Records supplied:
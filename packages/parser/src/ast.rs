use serde::{Deserialize, Serialize};

/// Span information for source location tracking
#[derive(Debug, Clone, PartialEq, Serialize, Deserialize)]
pub struct Span {
    pub start: usize,
    pub end: usize,
}

impl Span {
    pub fn new(start: usize, end: usize) -> Self {
        Self { start, end }
    }
}

/// Structured result of parsing an interface's method declarations.
/// Built once per generation request; immutable after parse.
#[derive(Debug, Clone, PartialEq, Serialize, Deserialize)]
pub struct InterfaceSpec {
    pub name: String,
    pub methods: Vec<MethodSignature>,
    pub imports: Vec<Import>,
}

/// External type reference, in encounter order
#[derive(Debug, Clone, PartialEq, Serialize, Deserialize)]
pub struct Import {
    pub path: String,
    pub alias: Option<String>,
    pub span: Span,
}

/// One method declaration of an interface
#[derive(Debug, Clone, PartialEq, Serialize, Deserialize)]
pub struct MethodSignature {
    pub name: String,
    pub params: Vec<ParamSpec>,
    pub return_type: TypeSpec,
    pub span: Span,
}

/// One parameter of a method declaration
#[derive(Debug, Clone, PartialEq, Serialize, Deserialize)]
pub struct ParamSpec {
    pub name: String,
    pub type_spec: TypeSpec,
    pub default: Option<Literal>,
}

/// A resolved type reference. Nullability is the explicit `?` marker,
/// never inferred from defaults. An empty type name means untyped.
#[derive(Debug, Clone, PartialEq, Serialize, Deserialize)]
pub struct TypeSpec {
    pub type_name: String,
    pub nullable: bool,
}

impl TypeSpec {
    pub fn named(type_name: impl Into<String>) -> Self {
        Self {
            type_name: type_name.into(),
            nullable: false,
        }
    }

    pub fn nullable(type_name: impl Into<String>) -> Self {
        Self {
            type_name: type_name.into(),
            nullable: true,
        }
    }

    pub fn untyped() -> Self {
        Self {
            type_name: String::new(),
            nullable: false,
        }
    }

    pub fn is_untyped(&self) -> bool {
        self.type_name.is_empty()
    }

    pub fn is_self(&self) -> bool {
        self.type_name == "self"
    }
}

/// Literal default values on parameters
#[derive(Debug, Clone, PartialEq, Serialize, Deserialize)]
#[serde(tag = "type")]
pub enum Literal {
    String { value: String },
    Number { value: f64 },
    Boolean { value: bool },
    Null,
}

Exercise requirements: From the line that holds "pub fn untyped()" to the last line of the records above, print each line exactly. Add nothing else.

Written solution:
    pub fn untyped() -> Self {
        Self {
            type_name: String::new(),
            nullable: false,
        }
    }

    pub fn is_untyped(&self) -> bool {
        self.type_name.is_empty()
    }

    pub fn is_self(&self) -> bool {
        self.type_name == "self"
    }
}

/// Literal default values on parameters
#[derive(Debug, Clone, PartialEq, Serialize, Deserialize)]
#[serde(tag = "type")]
pub enum Literal {
    String { value: String },
    Number { value: f64 },
    Boolean { value: bool },
    Null,
}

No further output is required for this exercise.